Complete Colorado’s Ari Armstrong writes that antisemitism has found footholds in Colorado politics on both the left and the right, using Melat Kiros’ Israel rhetoric and Joe Oltmann’s open antisemitic filth as examples. It is not a comforting read. It is a mirror held up to a political class that knows how to detect hate instantly when it helps the team, then suddenly needs a task force, a glossary, and a fainting couch when the hate becomes inconvenient.
The core of the piece is Kiros, the Democratic Socialist who has now reportedly knocked off Diana DeGette in Denver’s Democratic primary. Armstrong points to Kiros’ 2023 writing on Israel, her interview with Kyle Clark, and her attempts to separate “calls for the elimination of the Israeli state” from antisemitism. That is the whole absurdity in one sentence: pretending you can talk about erasing the world’s one Jewish state and then act shocked when people hear Jew-hatred in the damn sentence.
But Armstrong does not let Republicans skate, either. He points to Joe Oltmann’s vile rhetoric about Jewish Colorado political figures, Scott Bottoms’ grotesque comment about maybe finding Oltmann a place in a future administration, and Tina Peters’ appearance on Oltmann’s podcast. Good. This should not be a GOP victory lap. Antisemitism is not a left-right problem. It is a moral cowardice problem with better tailoring.
The Bullet Point Brief
- Kiros reportedly writes on her own “about” page that she lost her law firm job for publicly criticizing Israel and that she is running as a Democratic Socialist. Denver Democrats apparently looked at that résumé and said, “Yes, let’s make history and heartburn at the same time.”
- Armstrong says Kiros’ 2023 article superficially condemned antisemitism, then suggested that “calls for the elimination of the Israeli state” should not be considered antisemitic. That is not nuance. That is moral laundering with footnotes.
- In Kyle Clark’s interview, Kiros accused Israel of “genocide” and “ethnic cleansing,” opposed U.S. weapons sales to Israel, and tried to explain her claim that the October 7 massacre was an “inevitable consequence of apartheid.” You can criticize Israeli policy all day long. That is not the same thing as treating Jewish self-determination as uniquely illegitimate.
- Asked about the Boulder firebombing, Kiros would not plainly call it antisemitic, saying she did not know what was in the perpetrator’s heart. Colorado’s political hall monitors can spot a microaggression from space, but when Jews are attacked, suddenly we need emotional forensics.
- Armstrong also calls out Republicans, including Joe Oltmann’s “synagogue of Satan Jews” remark and his comments about political violence.
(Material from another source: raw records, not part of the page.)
//! # Real-valued genomes
//!
//! Real loci live in `[lower, upper)`. An unbounded gene accepts every finite
//! value. Mutation resets loci uniformly within their bounds; recombination
//! blends parents arithmetically.
//!
//! ```rust
//! use populus::gene::Bounded;
//! use populus::representation::real::{next_below, RealGene};
//!
//! let mut gene = RealGene::bounded(1.0, 0.0, 10.0).unwrap();
//! assert!(gene.set_value(10.0).is_err());
//! gene.saturate(12.0).unwrap();
//! assert_eq!(gene.value(), next_below(10.0));
//! ```

use rand::Rng;

use crate::breeding::crossover::random_cut;
use crate::breeding::{
    locus_rate, parent_pair, Context, Generator, Mutator, Probability, Recombinator,
};
use crate::error::{GeneticError, Result};
use crate::fitness::FitnessValue;
use crate::gene::{Bounded, Gene};
use crate::individual::{IdSequence, Individual};
use crate::rng::{bernoulli, ThreadLocalRng};

/// The greatest `f64` strictly below `x`.
///
/// `next_below(f64::INFINITY)` is `f64::MAX`; NaN and negative infinity are
/// returned unchanged.
pub fn next_below(x: f64) -> f64 {
    if x.is_nan() || x == f64::NEG_INFINITY {
        return x;
    }
    if x == 0.0 {
        return -f64::from_bits(1);
    }
    let bits = x.to_bits();
    if x > 0.0 {
        f64::from_bits(bits - 1)
    } else {
        f64::from_bits(bits + 1)
    }
}

/// A real locus restricted to `[lower, upper)`.
#[cfg_attr(feature = "serde", derive(serde::Serialize, serde::Deserialize))]
#[cfg_attr(feature = "serde", serde(try_from = "RealGeneFields"))]
#[derive(Debug, Clone, Copy, PartialEq)]
pub struct RealGene {
    value: f64,
    lower: f64,
    upper: f64,
}

/// Unchecked wire form of [`RealGene`].
#[cfg(feature = "serde")]
#[derive(serde::Deserialize)]
struct RealGeneFields {
    value: f64,
    lower: f64,
    upper: f64,
}

#[cfg(feature = "serde")]
impl TryFrom<RealGeneFields> for RealGene {
    type Error = GeneticError;

    fn try_from(fields: RealGeneFields) -> Result<Self> {
        Self::bounded(fields.value, fields.lower, fields.upper)
    }
}

impl RealGene {
    /// A gene accepting every finite value.
    pub fn unbounded(value: f64) -> Result<Self> {
        Self::bounded(value, -f64::MAX, f64::INFINITY)
    }

    pub fn bounded(value: f64, lower: f64, upper: f64) -> Result<Self> {
        if !(lower < upper) {
            return Err(GeneticError::Configuration(format!(
                "Real bounds [{lower}, {upper}) are empty"
            )));
        }
        let mut gene = Self {
            value: lower,
            lower,
            upper,
        };
        gene.set_value(value)?;
        Ok(gene)
    }

    pub fn value(&self) -> f64 {
        self.value
    }

    /// A copy carrying `value` under the same bounds.
    pub fn with_value(&self, value: f64) -> Result<Self> {
        let mut gene = *self;
        gene.set_value(value)?;
        Ok(gene)
    }

    /// Width of the range; infinite for unbounded genes.
    pub fn span(&self) -> f64 {
        self.upper - self.lower
    }
}

impl Gene for RealGene {
    fn numeric(&self) -> f64 {
        self.value
    }
}

impl Bounded for RealGene {
    type Value = f64;

    fn value(&self) -> f64 {
        self.value
    }

    fn lower(&self) -> f64 {
        self.lower
    }

    fn upper(&self) -> f64 {
        self.upper
    }

    fn set_value(&mut self, value: f64) -> Result<()> {
        if !self.contains(value) {
            return Err(GeneticError::OutOfBounds(format!(
                "{value} is outside [{}, {})",
                self.lower, self.upper
            )));
        }
        self.value = value;
        Ok(())
    }

    fn maximize(&mut self) {
        self.value = next_below(self.upper);
    }

    fn minimize(&mut self) {
        self.value = self.lower;
    }
}

/// Resets each gene, with probability `rate`, to a uniform draw from its bounds.
///
/// # Errors
///
/// `Configuration` when a selected gene has an infinite range.
pub fn uniform_reset<R>(genes: &mut [RealGene], rate: f64, rng: &mut R) -> Result<()>
where
    R: Rng + ?Sized,
{
    for gene in genes {
        if bernoulli(rng, rate) {
            if !gene.span().is_finite() {
                return Err(GeneticError::Configuration(
                    "Uniform mutation needs finite gene bounds".to_string(),
                ));
            }
            let value = rng.gen_range(gene.lower..gene.upper);
            gene.set_value(value)?;
        }
    }
    Ok(())
}

/// Arithmetic recombination.
///
/// Loci before `cut` are copied from the own parent. From `cut` on, each child
/// locus is `alpha * other + (1 - alpha) * own`, saturated into the own parent's
/// bounds. A cut of zero blends every locus.
pub fn arithmetic(
    first: &[RealGene],
    second: &[RealGene],
    cut: usize,
    alpha: f64,
) -> Result<(Vec<RealGene>, Vec<RealGene>)> {
    if first.len() != second.len() {
        return Err(GeneticError::Recombination(format!(
            "Parents have different lengths: {} and {}",
            first.len(),
            second.len()
        )));
    }
    if cut > first.len() {
        return Err(GeneticError::IndexOutOfBounds {
            index: cut,
            len: first.len(),
        });
    }
    let blend = |own: &[RealGene], other: &[RealGene]| -> Result<Vec<RealGene>> {
        own.iter()
            .zip(other)
            .enumerate()
            .map(|(locus, (mine, theirs))| {
                if locus < cut {
                    Ok(*mine)
                } else {
                    let mut child = *mine;
                    child.saturate(alpha * theirs.value + (1.0 - alpha) * mine.value)?;
                    Ok(child)
                }
            })
            .collect()
    };
    Ok((blend(first, second)?, blend(second, first)?))
}

/// Generates real genomes with per-locus bounds.
#[derive(Debug, Clone)]
pub struct RealGenerator {
    bounds: Vec<(f64, f64)>,
}

impl RealGenerator {
    /// `length` loci, all within `[lower, upper)`.
    pub fn new(length: usize, lower: f64, upper: f64) -> Result<Self> {
        Self::with_bounds(vec![(lower, upper); length])
    }

    pub fn with_bounds(bounds: Vec<(f64, f64)>) -> Result<Self> {
        if bounds.is_empty() {
            return Err(GeneticError::Configuration(
                "Genome length must be at least 1".to_string(),
            ));
        }
        for &(lower, upper) in &bounds {
            if !(lower < upper) || !(upper - lower).is_finite() {
                return Err(GeneticError::Configuration(format!(
                    "Real bounds [{lower}, {upper}) must be non-empty and finite"
                )));
            }
        }
        Ok(Self { bounds })
    }

    pub fn length(&self) -> usize {
        self.bounds.len()
    }
}

impl<F: FitnessValue> Generator<RealGene, F> for RealGenerator {
    fn get(&self, ids: &IdSequence) -> Individual<RealGene, F> {
        let genes = self
            .bounds
            .iter()
            .map(|&(lower, upper)| RealGene {
                value: lower,
                lower,
                upper,
            })
            .collect();
        Individual::new(ids.next_id(), genes)
    }

    fn get_random(&self, ids: &IdSequence) -> Individual<RealGene, F> {
        let mut rng = ThreadLocalRng::rng();
        let genes = self
            .bounds
            .iter()
            .map(|&(lower, upper)| RealGene {
                value: rng.gen_range(lower..upper),
                lower,
                upper,
            })
            .collect();
        Individual::new(ids.next_id(), genes)
    }
}

/// Uniform mutation. Each locus resets with probability `1 / len` unless a rate is
/// given.
#[derive(Debug, Clone)]
pub struct UniformMutator {
    probability: Probability,
    reset_rate: Option<Probability>,
}

impl UniformMutator {
    pub fn new(probability: f64) -> Result<Self> {
        Ok(Self {
            probability: Probability::new(probability)?,
            reset_rate: None,
        })
    }

    pub fn with_reset_rate(mut self, rate: f64) -> Result<Self> {
        self.reset_rate = Some(Probability::new(rate)?);
        Ok(self)
    }
}

impl<F: FitnessValue> Mutator<RealGene, F> for UniformMutator {
    fn probability(&self) -> Probability {
        self.probability
    }

    fn mutate(
        &self,
        individual: &mut Individual<RealGene, F>,
        _context: &Context<'_, RealGene, F>,
    ) -> Result<()> {
        let rate = locus_rate(self.reset_rate, individual.len());
        uniform_reset(individual.genes_mut()?, rate, &mut ThreadLocalRng::rng())
    }
}

/// Simple (random cut) or whole (cut zero) arithmetic recombination.
#[derive(Debug, Clone)]
pub struct ArithmeticCrossover {
    probability: Probability,
    alpha: Probability,
    cut: Option<usize>,
}

impl ArithmeticCrossover {
    /// Simple arithmetic recombination: blends from a random cut onwards.
    pub fn simple(probability: f64, alpha: f64) -> Result<Self> {
        Ok(Self {
            probability: Probability::new(probability)?,
            alpha: Probability::new(alpha)?,
            cut: None,
        })
    }

    /// Whole arithmetic recombination: blends every locus.
    pub fn whole(probability: f64, alpha: f64) -> Result<Self> {
        Ok(Self::simple(probability, alpha)?.with_cut(0))
    }

    pub fn with_cut(mut self, cut: usize) -> Self {
        self.cut = Some(cut);
        self
    }
}

impl<F: FitnessValue> Recombinator<RealGene, F> for ArithmeticCrossover {
    fn probability(&self) -> Probability {
        self.probability
    }

    fn partners(&self) -> usize {
        2
    }

    fn recombine(
        &self,
        partners: &[Individual<RealGene, F>],
        context: &mut Context<'_, RealGene, F>,
    ) -> Result<Vec<Individual<RealGene, F>>> {
        let (first, second) = parent_pair(partners)?;
        let cut = match self.cut {
            Some(cut) => cut,
            None => random_cut(&mut ThreadLocalRng::rng(), first.len())?,
        };
        let (left, right) = arithmetic(first.genes(), second.genes(), cut, self.alpha.value())?;
        Ok(vec![context.offspring(left)?, context.offspring(right)?])
    }
}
Scott Bottoms’ response that he would “probably” find a place for Oltmann in his administration, “assuming it’s not around Jewish people,” should embarrass every Republican with a pulse and a Sunday school memory.
My Bottom Line
This is the moment Colorado politics proves the problem is not merely ideology. It is cowardice.
On the left, the euphemism game is exhausting. “Anti-Zionism.” “Liberation.” “Resistance.” “Context.” “Oppression.” Pick your preferred graduate-seminar camouflage. The point is always the same: make eliminationist rhetoric sound like a policy critique, then accuse everyone else of being too simple-minded to appreciate the distinction.
No. Colorado voters are not required to pretend this is complicated because some activist with a committee title needs it to be complicated. You can criticize Netanyahu. You can criticize Israeli military decisions. You can criticize settlements, borders, aid, strategy, and every elected official in Jerusalem. But when your framework treats the existence of the world’s only Jewish state as the core problem, do not act surprised when people hear antisemitism knocking at the door.
And Republicans had better clean their own house. Oltmann’s rhetoric is not edgy. It is not anti-establishment. It is not “just asking questions.” It is poison. Any Republican who winks at it, platforms it, shrugs at it, or tries to harvest its audience while pretending not to smell the sewage is part of the problem.
Colorado is better than this. Or at least it used to be. Kiros’ win is a big loss for those of us who support Israel and still believe basic moral clarity should not require party permission. If this is how the new politics talks about Jews, Israel, terrorism, and violence, then the problem is not just one candidate. The problem is every coward who hears it and starts calculating coalition math instead of saying, plainly, enough.